Give again the entries below exactly, beginning at the first line and ending at the line with "assert!(chain.points().iter().all(|p| p.vel == DVec2::ZERO));".

━━ Supplied material ━━

use glam::DVec2;
use rand::rngs::StdRng;
use rand::SeedableRng;
use ribbon_core::{
    draw_chain, update_chain, ChainPool, Coupling, DrawOp, Params, RecordingSurface,
    SpringChain,
};

fn coupling() -> Coupling {
    Coupling {
        dampening: 0.025,
        tension: 0.99,
    }
}

fn max_speed(chain: &SpringChain) -> f64 {
    chain
        .points()
        .iter()
        .map(|p| p.vel.length())
        .fold(0.0, f64::max)
}

#[test]
fn chain_at_rest_on_target_stays_still() {
    let origin = DVec2::new(10.0, 20.0);
    let mut chain = SpringChain::new(50, origin, 0.45, 0.5, coupling());
    for _ in 0..10 {
        update_chain(&mut chain, origin);
    }
    assert!(chain.points().iter().all(|p| p.vel == DVec2::ZERO));
    assert!(chain.points().iter().all(|p| p.pos == origin));
}

#[test]
fn chain_settles_once_target_holds_still() {
    let mut chain = SpringChain::new(50, DVec2::ZERO, 0.45, 0.5, coupling());
    // wiggle the target, then hold it
    for i in 0..120 {
        let t = i as f64 * 0.1;
        update_chain(&mut chain, DVec2::new(200.0 * t.sin(), 150.0 * t.cos()));
    }
    assert!(max_speed(&chain) > 1.0);

    let hold = DVec2::new(42.0, -17.0);
    for _ in 0..2000 {
        update_chain(&mut chain, hold);
    }
    assert!(max_speed(&chain) < 1e-6, "still moving: {}", max_speed(&chain));
    for p in chain.points() {
        assert!(p.pos.distance(hold) < 1e-3, "point {:?} not settled", p.pos);
    }
}

#[test]
fn head_approaches_jumped_target_without_diverging() {
    let mut chain = SpringChain::new(50, DVec2::ZERO, 0.45, 0.5, coupling());
    let target = DVec2::new(300.0, -400.0);
    let jump = target.length();
    let dir = target / jump;

    let mut overshoot = 0.0_f64;
    for _ in 0..60 {
        update_chain(&mut chain, target);
        let head = chain.head().pos;
        assert!(head.distance(target) <= jump, "head moved away from the target");
        overshoot = overshoot.max((head - target).dot(dir));
    }
    // underdamped: it does pass the target, but only by a small fraction of the jump
    assert!(overshoot > 0.0);
    assert!(overshoot < 0.25 * jump, "overshoot {}", overshoot);
    assert!(chain.head().pos.distance(target) < 1e-3);
}

#[test]
fn head_ignores_tail() {
    // the head only feels the target, so its path is independent of chain length
    let target = DVec2::new(50.0, 80.0);
    let mut short = SpringChain::new(2, DVec2::ZERO, 0.45, 0.5, coupling());
    let mut long = SpringChain::new(50, DVec2::ZERO, 0.45, 0.5, coupling());
    for _ in 0..30 {
        update_chain(&mut short, target);
        update_chain(&mut long, target);
        assert_eq!(short.head(), long.head());
    }
}

#[test]
fn spring_weakens_down_the_chain() {
    // one step from rest: each successor is pulled by a smaller spring than
    // the point before it
    let mut chain = SpringChain::new(4, DVec2::ZERO, 0.5, 0.5, coupling());
    update_chain(&mut chain, DVec2::new(100.0, 0.0));
    let pts = chain.points();
    let head_v = 100.0 * 0.5 * 0.5;
    assert!((pts[0].vel.x - head_v).abs() < 1e-12);
    // pulled toward the already-moved head with k * tension, plus dampening
    let k1 = 0.5 * 0.99;
    let expected = ((pts[0].pos.x - 0.0) * k1 + head_v * 0.025) * 0.5;
    assert!((pts[1].vel.x - expected).abs() < 1e-12);
    assert!(pts[2].vel.x > 0.0 && pts[2].vel.x < pts[1].vel.x);
}

#[test]
fn jittered_chain_stays_inside_ranges() {
    let params = Params::default();
    let mut rng = StdRng::seed_from_u64(3);
    for _ in 0..200 {
        let chain = SpringChain::jittered(&params, DVec2::ZERO, 0.45, &mut rng);
        assert_eq!(chain.len(), params.size);
        assert!(chain.spring() >= 0.45 - 0.05 && chain.spring() < 0.45 + 0.05);
        assert!(chain.friction() >= 0.495 && chain.friction() < 0.505);
        assert_eq!(chain.coupling(), Coupling::from_params(&params));
    }
}

#[test]
fn draw_emits_one_smoothed_path() {
    let mut chain = SpringChain::new(6, DVec2::ZERO, 0.45, 0.5, coupling());
    for _ in 0..3 {
        update_chain(&mut chain, DVec2::new(60.0, 30.0));
    }
    let p: Vec<DVec2> = chain.points().iter().map(|p| p.pos).collect();

    let mut surface = RecordingSurface::new(100, 100);
    draw_chain(&chain, &mut surface);

    let mid = |a: DVec2, b: DVec2| (a + b) * 0.5;
    let quad = |c: DVec2, e: DVec2| DrawOp::QuadTo {
        cpx: c.x,
        cpy: c.y,
        x: e.x,
        y: e.y,
    };
    let expected = vec![
        DrawOp::BeginPath,
        DrawOp::MoveTo(p[0].x, p[0].y),
        quad(p[1], mid(p[1], p[2])),
        quad(p[2], mid(p[2], p[3])),
        quad(p[3], mid(p[3], p[4])),
        quad(p[4], p[5]),
        DrawOp::Stroke,
    ];
    assert_eq!(surface.ops, expected);
}

#[test]
fn two_point_chain_draws_single_curve() {
    let chain = SpringChain::new(2, DVec2::new(1.0, 2.0), 0.45, 0.5, coupling());
    let mut surface = RecordingSurface::new(10, 10);
    draw_chain(&chain, &mut surface);
    assert_eq!(
        surface.ops,
        vec![
            DrawOp::BeginPath,
            DrawOp::MoveTo(1.0, 2.0),
            DrawOp::QuadTo {
                cpx: 1.0,
                cpy: 2.0,
                x: 1.0,
                y: 2.0
            },
            DrawOp::Stroke,
        ]
    );
}

#[test]
fn draw_is_repeatable_without_update() {
    let mut chain = SpringChain::new(50, DVec2::ZERO, 0.45, 0.5, coupling());
    for i in 0..20 {
        update_chain(&mut chain, DVec2::new(i as f64 * 7.0, 300.0 - i as f64));
    }
    let mut surface = RecordingSurface::new(800, 600);
    draw_chain(&chain, &mut surface);
    let first = surface.take_ops();
    draw_chain(&chain, &mut surface);
    let second = surface.take_ops();
    assert_eq!(first, second);
    assert_eq!(first.len(), 51);
}

#[test]
fn pool_assigns_increasing_base_springs() {
    let params = Params {
        spring_jitter: 0.0,
        friction_jitter: 0.0,
        ..Params::default()
    };
    let mut rng = StdRng::seed_from_u64(11);
    let pool = ChainPool::new(&params, DVec2::new(5.0, 5.0), &mut rng);
    assert_eq!(pool.len(), 80);
    for (i, chain) in pool.chains().iter().enumerate() {
        let expected = 0.45 + (i as f64 / 80.0) * 0.025;
        assert!((chain.spring() - expected).abs() < 1e-12);
        assert_eq!(chain.friction(), 0.5);
        assert!(chain.points().iter().all(|p| p.pos == DVec2::new(5.0, 5.0)));
    }
}

#[test]
fn pool_draws_every_chain_in_order() {
    let params = Params {
        trails: 3,
        size: 4,
        ..Params::default()
    };
    let mut rng = StdRng::seed_from_u64(1);
    let mut pool = ChainPool::new(&params, DVec2::ZERO, &mut rng);
    pool.update(DVec2::new(10.0, 10.0));
    let mut surface = RecordingSurface::new(100, 100);
    pool.draw(&mut surface);
    assert_eq!(surface.stroke_count(), 3);

    // each path starts at its chain's head
    let starts: Vec<_> = surface
        .ops
        .iter()
        .filter_map(|op| match op {
            DrawOp::MoveTo(x, y) => Some(DVec2::new(*x, *y)),
            _ => None,
        })
        .collect();
    let heads: Vec<_> = pool.heads().map(|p| p.pos).collect();
    assert_eq!(starts, heads);
}

#[test]
fn chain_always_has_head_and_tail() {
    let chain = SpringChain::new(0, DVec2::new(3.0, 4.0), 0.45, 0.5, coupling());
    assert_eq!(chain.len(), 2);
    assert_eq!(chain.head().pos, DVec2::new(3.0, 4.0));
    let mut surface = RecordingSurface::new(10, 10);
    draw_chain(&chain, &mut surface);
    assert_eq!(surface.stroke_count(), 1);
}
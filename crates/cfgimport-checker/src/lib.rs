//! Compatibility Checker
//!
//! Decides whether a candidate library can stand in for an interface
//! library: every public name must exist on both sides and the paired
//! members must be structurally equivalent, recursively through types,
//! superclasses, mixins and interfaces.
//!
//! - **Comparator** (`compare`): equivalence of types, parameter lists and
//!   type-parameter lists, cycle-safe through a per-check [`RecursionGuard`].
//! - **Members** (`members`): per-kind rules and class comparison, with
//!   inherited members flattened in (`inheritance`).
//! - **Checker** ([`CompatibilityChecker`]): walks both namespaces under a
//!   [`Phase`] and returns a [`CompatibilityReport`].
//!
//! Checks are pure: one call builds its own state and returns a complete
//! report, so independent pairs can run on separate threads.

mod checker;
mod compare;
pub mod diagnostics;
pub mod inheritance;
mod members;
pub mod policy;
pub mod recursion;

pub use checker::{CompatibilityChecker, check_compatible};
pub use diagnostics::{
    CheckStats, ClassClause, CompatibilityReport, FailureReason, Finding, Modifier,
    ParameterMismatch, ReasonCode, Side, TypeParameterMismatch,
};
pub use inheritance::flatten_instance_members;
pub use policy::{CheckOptions, Phase};
pub use recursion::{RecursionGuard, RecursionResult};

#[cfg(test)]
#[path = "../tests/checker_tests.rs"]
mod checker_tests;
#[cfg(test)]
#[path = "../tests/class_tests.rs"]
mod class_tests;
#[cfg(test)]
#[path = "../tests/report_tests.rs"]
mod report_tests;
// compare_tests: loaded from compare.rs
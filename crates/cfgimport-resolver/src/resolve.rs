use crate::directive::ConfiguredDirective;
use crate::environment::Environment;
use tracing::{debug, trace};

/// Select the URI a directive binds to.
///
/// Configurations are tried in declared order and the first passing test
/// wins; later tests are not evaluated. With no passing test the default URI
/// is returned.
pub fn resolve<'d>(directive: &'d ConfiguredDirective, env: &Environment) -> &'d str {
    for config in &directive.configurations {
        let passed = config.test.evaluate(env);
        trace!(test = %config.test, uri = %config.uri, passed, "evaluate configuration");
        if passed {
            debug!(default = %directive.default_uri, uri = %config.uri, "configuration selected");
            return &config.uri;
        }
    }
    debug!(uri = %directive.default_uri, "no configuration matched, using default");
    &directive.default_uri
}

/// [`resolve`] over a batch of directives, preserving order.
pub fn resolve_all<'d>(directives: &'d [ConfiguredDirective], env: &Environment) -> Vec<&'d str> {
    directives.iter().map(|d| resolve(d, env)).collect()
}
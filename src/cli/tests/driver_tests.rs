use super::args::CliArgs;
use super::config::parse_manifest;
use super::driver::{
    EXIT_INCOMPATIBLE, EXIT_SUCCESS, Resolution, candidate_pairs, check_manifest, exit_status,
    resolve_directives, run,
};
use cfgimport_checker::{CheckOptions, Phase, ReasonCode};
use cfgimport_resolver::{ConfiguredDirective, Environment};
use clap::Parser;
use std::path::{Path, PathBuf};
use tempfile::TempDir;

/// `stub.dart` is the interface; `io.dart` changes a default, `web.dart`
/// matches, `html.dart` only differs by a private superclass.
const MANIFEST: &str = r#"{
  "hostLibraries": ["dart:io"],
  "libraries": [
    { "uri": "stub.dart", "declarations": [
        { "kind": "function", "name": "parse", "returns": "int",
          "params": { "required": ["String"],
                      "named": [{ "name": "radix", "type": "int", "default": 10 }] } },
        { "kind": "class", "name": "Client",
          "members": [{ "kind": "method", "name": "close" }] }
    ] },
    { "uri": "io.dart", "declarations": [
        { "kind": "function", "name": "parse", "returns": "int",
          "params": { "required": ["String"],
                      "named": [{ "name": "radix", "type": "int", "default": 16 }] } },
        { "kind": "class", "name": "Client",
          "members": [{ "kind": "method", "name": "close" }] }
    ] },
    { "uri": "web.dart", "declarations": [
        { "kind": "function", "name": "parse", "returns": "int",
          "params": { "required": ["String"],
                      "named": [{ "name": "radix", "type": "int", "default": 10 }] } },
        { "kind": "class", "name": "Client",
          "members": [{ "kind": "method", "name": "close" }] }
    ] },
    { "uri": "html.dart", "declarations": [
        { "kind": "function", "name": "parse", "returns": "int",
          "params": { "required": ["String"],
                      "named": [{ "name": "radix", "type": "int", "default": 10 }] } },
        { "kind": "class", "name": "_Base",
          "members": [{ "kind": "method", "name": "close" }] },
        { "kind": "class", "name": "Client", "extends": "_Base" }
    ] }
  ],
  "directives": [
    { "uri": "stub.dart", "configurations": [
        { "when": "dart.library.io", "uri": "io.dart" },
        { "when": "dart.library.js_interop", "uri": "web.dart" }
    ] },
    { "kind": "export", "uri": "stub.dart", "configurations": [
        { "when": "dart.library.io", "uri": "io.dart" },
        { "when": "dart.library.html", "uri": "html.dart" }
    ] }
  ]
}"#;

fn write_manifest(dir: &Path, json: &str) -> PathBuf {
    let path = dir.join("manifest.json");
    std::fs::write(&path, json).expect("write manifest");
    path
}

fn run_args(argv: &[&str]) -> super::driver::Outcome {
    let args = CliArgs::try_parse_from(argv).expect("should parse");
    run(&args.command, false).expect("should run")
}

#[test]
fn resolve_uses_manifest_environment() {
    let dir = TempDir::new().expect("temp dir");
    let manifest = write_manifest(dir.path(), MANIFEST);
    let outcome = run_args(&["cfgimport", "resolve", "-m", manifest.to_str().expect("utf-8")]);

    assert_eq!(outcome.exit_code, EXIT_SUCCESS);
    let lines: Vec<&str> = outcome.output.lines().collect();
    assert_eq!(lines.len(), 2);
    assert!(lines[0].starts_with("import 'stub.dart'"), "{}", lines[0]);
    assert!(lines[0].ends_with(" -> io.dart"), "{}", lines[0]);
    assert!(lines[1].starts_with("export 'stub.dart'"), "{}", lines[1]);
    assert!(lines[1].ends_with(" -> io.dart"), "{}", lines[1]);
}

#[test]
fn resolve_flags_override_the_manifest() {
    let dir = TempDir::new().expect("temp dir");
    let manifest = write_manifest(dir.path(), MANIFEST);
    let path = manifest.to_str().expect("utf-8");

    let outcome = run_args(&[
        "cfgimport",
        "resolve",
        "-m",
        path,
        "-D",
        "dart.library.io=false",
        "--host-library",
        "dart:html",
        "--format",
        "json",
    ]);
    let resolutions: serde_json::Value =
        serde_json::from_str(&outcome.output).expect("valid JSON");
    assert_eq!(resolutions[0]["uri"], "stub.dart");
    assert_eq!(resolutions[1]["uri"], "html.dart");
}

#[test]
fn resolve_directives_picks_first_match() {
    let directives = [
        ConfiguredDirective::import("a.dart")
            .when("x", None, "x.dart")
            .when("y", None, "y.dart"),
        ConfiguredDirective::import("b.dart"),
    ];
    let env = Environment::from_pairs([("x", "true"), ("y", "true")]);
    assert_eq!(
        resolve_directives(&directives, &env),
        [
            Resolution {
                directive: directives[0].to_string(),
                uri: "x.dart".to_string(),
            },
            Resolution {
                directive: directives[1].to_string(),
                uri: "b.dart".to_string(),
            },
        ]
    );
}

#[test]
fn candidate_pairs_are_deduplicated_across_directives() {
    let directives = parse_manifest(MANIFEST).expect("manifest").directives();
    assert_eq!(
        candidate_pairs(&directives),
        [
            ("stub.dart", "io.dart"),
            ("stub.dart", "web.dart"),
            ("stub.dart", "html.dart"),
        ]
    );
}

#[test]
fn check_reports_every_pair_in_order() {
    let manifest = parse_manifest(MANIFEST).expect("manifest");
    let reports = check_manifest(&manifest, Phase::Full, CheckOptions::default()).expect("check");

    let candidates: Vec<&str> = reports.iter().map(|r| r.candidate.as_str()).collect();
    assert_eq!(candidates, ["io.dart", "web.dart", "html.dart"]);

    assert_eq!(reports[0].codes(), [ReasonCode::MethodMismatch]);
    assert!(reports[0].contains(ReasonCode::ParameterListIncompatible));
    assert!(reports[1].is_compatible());
    // `Client extends _Base` vs. no superclass.
    assert!(reports[2].contains(ReasonCode::ClassMismatch));

    let relaxed = CheckOptions::default().exclude_private_supertypes(true);
    let reports = check_manifest(&manifest, Phase::Full, relaxed).expect("check");
    assert!(reports[2].is_compatible(), "{}", reports[2]);
}

#[test]
fn check_is_deterministic() {
    let manifest = parse_manifest(MANIFEST).expect("manifest");
    let first = check_manifest(&manifest, Phase::Full, CheckOptions::default()).expect("check");
    for _ in 0..4 {
        let again = check_manifest(&manifest, Phase::Full, CheckOptions::default()).expect("check");
        assert_eq!(first, again);
    }
}

#[test]
fn functions_only_rejects_classes() {
    let manifest = parse_manifest(MANIFEST).expect("manifest");
    let reports =
        check_manifest(&manifest, Phase::FunctionsOnly, CheckOptions::default()).expect("check");
    assert!(
        reports
            .iter()
            .all(|r| r.contains(ReasonCode::TypeDeclarationNotAllowed))
    );
}

#[test]
fn exit_status_only_fails_when_asked() {
    let dir = TempDir::new().expect("temp dir");
    let manifest = write_manifest(dir.path(), MANIFEST);
    let path = manifest.to_str().expect("utf-8");

    let outcome = run_args(&["cfgimport", "check", "-m", path]);
    assert_eq!(outcome.exit_code, EXIT_SUCCESS);
    assert!(
        outcome
            .output
            .ends_with("Checked 3 pair(s): 2 incompatible.\n"),
        "{}",
        outcome.output
    );

    let outcome = run_args(&["cfgimport", "check", "-m", path, "--error-on-incompatible"]);
    assert_eq!(outcome.exit_code, EXIT_INCOMPATIBLE);

    let manifest = parse_manifest(MANIFEST).expect("manifest");
    let reports = check_manifest(&manifest, Phase::Full, CheckOptions::default()).expect("check");
    assert_eq!(exit_status(&reports[1..2], true), EXIT_SUCCESS);
    assert_eq!(exit_status(&[], true), EXIT_SUCCESS);
}

#[test]
fn check_json_output_is_a_report_array() {
    let dir = TempDir::new().expect("temp dir");
    let manifest = write_manifest(dir.path(), MANIFEST);
    let outcome = run_args(&[
        "cfgimport",
        "check",
        "-m",
        manifest.to_str().expect("utf-8"),
        "--format",
        "json",
    ]);
    let json: serde_json::Value = serde_json::from_str(&outcome.output).expect("valid JSON");
    let reports = json.as_array().expect("array");
    assert_eq!(reports.len(), 3);
    assert_eq!(reports[0]["candidate"], "io.dart");
    assert_eq!(reports[0]["findings"][0]["path"], "parse");
    assert_eq!(reports[0]["findings"][0]["code"], "MethodMismatch");
    assert_eq!(reports[1]["findings"].as_array().map(Vec::len), Some(0));
}

#[test]
fn unknown_candidate_library_is_an_error() {
    let manifest = parse_manifest(
        r#"{ "libraries": [{ "uri": "stub.dart" }],
             "directives": [{ "uri": "stub.dart", "configurations": [
                 { "when": "dart.library.io", "uri": "missing.dart" }] }] }"#,
    )
    .expect("manifest");
    let err = check_manifest(&manifest, Phase::Full, CheckOptions::default())
        .expect_err("missing library");
    let message = format!("{err:#}");
    assert!(message.contains("stub.dart -> missing.dart"), "{message}");
    assert!(message.contains("missing.dart"), "{message}");
}

#[test]
fn missing_manifest_is_an_error() {
    let dir = TempDir::new().expect("temp dir");
    let path = dir.path().join("nope.json");
    let args = CliArgs::try_parse_from(["cfgimport", "check", "-m", path.to_str().expect("utf-8")])
        .expect("should parse");
    let err = run(&args.command, false).expect_err("missing manifest");
    assert!(err.to_string().contains("nope.json"), "{err}");
}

━━━

The answer »
use glam::DVec2;
use rand::rngs::StdRng;
use rand::SeedableRng;
use ribbon_core::{
    draw_chain, update_chain, ChainPool, Coupling, DrawOp, Params, RecordingSurface,
    SpringChain,
};

fn coupling() -> Coupling {
    Coupling {
        dampening: 0.025,
        tension: 0.99,
    }
}

fn max_speed(chain: &SpringChain) -> f64 {
    chain
        .points()
        .iter()
        .map(|p| p.vel.length())
        .fold(0.0, f64::max)
}

#[test]
fn chain_at_rest_on_target_stays_still() {
    let origin = DVec2::new(10.0, 20.0);
    let mut chain = SpringChain::new(50, origin, 0.45, 0.5, coupling());
    for _ in 0..10 {
        update_chain(&mut chain, origin);
    }
    assert!(chain.points().iter().all(|p| p.vel == DVec2::ZERO));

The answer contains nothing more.